JMS Chip Daytona Sensors WEGO Wideband

For the better part of a century, a long list of technology has landed in the hands of everyday people whose origins began elsewhere. For example, NASA needed battery-powered cordless tools to work on satellites or the space station. Now, we use that same technology to help disassemble and reassemble the project in our garage faster than ever. Disc brakes have been a common sight in production cars since the 1970s, but they owe their roots to motor racing from the 1950s. Carbon fiber started in aviation and space programs before making its way into motorsport; now it helps keep the weight down on modern-day performance cars that suffer from excess bloat.

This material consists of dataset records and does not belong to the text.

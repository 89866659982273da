use thiserror::Error;

/// Errors produced by type operations.
#[derive(Debug, Error, PartialEq, Eq)]
pub enum TypeError {
    #[error("invalid hex string: {0}")]
    InvalidHex(String),

    #[error("invalid byte length: expected {expected}, got {actual}")]
    InvalidLength { expected: usize, actual: usize },

    #[error("timestamp out of sortable range: {0}")]
    TimeOutOfRange(String),

    #[error("invalid timestamp: {0}")]
    InvalidTimestamp(String),
}
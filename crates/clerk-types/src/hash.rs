use std::fmt;
use std::str::FromStr;

use serde::{Deserialize, Serialize};

use crate::error::TypeError;

/// Hash of the external-chain transaction that emitted an event.
///
/// The ledger never interprets it; it travels with the record so relayers
/// can point back at the source transaction.
#[derive(Clone, Copy, PartialEq, Eq, Hash, PartialOrd, Ord, Default, Serialize, Deserialize)]
pub struct TxHash([u8; 32]);

impl TxHash {
    /// Wrap a raw 32-byte hash.
    pub const fn new(bytes: [u8; 32]) -> Self {
        Self(bytes)
    }

    /// The all-zero hash.
    pub const fn zero() -> Self {
        Self([0u8; 32])
    }

    pub fn is_zero(&self) -> bool {
        self.0 == [0u8; 32]
    }

    pub fn as_bytes(&self) -> &[u8; 32] {
        &self.0
    }

    /// `0x`-prefixed hex, the form used by external chain explorers.
    pub fn to_hex(&self) -> String {
        format!("0x{}", hex::encode(self.0))
    }

    /// Parse from hex, with or without a `0x` prefix.
    pub fn from_hex(s: &str) -> Result<Self, TypeError> {
        let trimmed = s.strip_prefix("0x").unwrap_or(s);
        let bytes = hex::decode(trimmed).map_err(|e| TypeError::InvalidHex(e.to_string()))?;
        if bytes.len() != 32 {
            return Err(TypeError::InvalidLength {
                expected: 32,
                actual: bytes.len(),
            });
        }
        let mut arr = [0u8; 32];
        arr.copy_from_slice(&bytes);
        Ok(Self(arr))
    }
}

impl fmt::Debug for TxHash {
    fn fmt(&self, f: &mut fmt::Formatter<'_>) -> fmt::Result {
        write!(f, "TxHash(0x{})", hex::encode(&self.0[..4]))
    }
}

impl fmt::Display for TxHash {
    fn fmt(&self, f: &mut fmt::Formatter<'_>) -> fmt::Result {
        f.write_str(&self.to_hex())
    }
}

impl FromStr for TxHash {
    type Err = TypeError;

    fn from_str(s: &str) -> Result<Self, Self::Err> {
        Self::from_hex(s)
    }
}

impl From<[u8; 32]> for TxHash {
    fn from(bytes: [u8; 32]) -> Self {
        Self(bytes)
    }
}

By the late ‘80s and early ‘90s, the oxygen sensor had become commonplace in vehicles on dealer lots. It was developed when electronic fuel injection started hitting production cars in the late ‘70s, and its original function was to keep your vehicle’s air-fuel ratio (AFR) constant and steady for the emissions coming out of the tailpipe. But, as the years went on, engineers were able to use this technology to fine-tune engines in daily drivers, as well as your performance car, to extract more power out of engines, keeping both the EPA and our right foot happy. Now, whether you have a carburetor or electronic fuel injection; a small engine or large displacement V8; naturally aspirated or boosted, you can utilize that same technology to pinpoint your AFR with Daytona Sensors WEGO wideband kits.

Daytona Sensors started in 2001 in Debary, Florida, designing, manufacturing, and supplying digital ignitions for the motorcycle market. I have run their products on my old Harley Davidson V-Twins. In 2003, they quickly expanded into the automotive aftermarket with a range of products to control the fuel and spark of your engine.

Daytona Sensors WEGO Wideband Kits not only include the sensors but even the weld-in bung for your exhaust.

What is an O2 sensor?

An oxygen (O2) sensor is an electronic sensor mounted in an engine’s exhaust system that tells the EFI control module, called an ECU or PCM, how much oxygen is in the exhaust. This communicates the AFR, using a range of voltage so the computer can make fueling adjustments if the mixture  is too lean or too rich. It is active the entire time the engine is running, and modern sensors can communicate this data up to one hundred times per second. An oxygen sensor can do this by allowing exhaust gasses to come into the tip of the sensor inside the exhaust…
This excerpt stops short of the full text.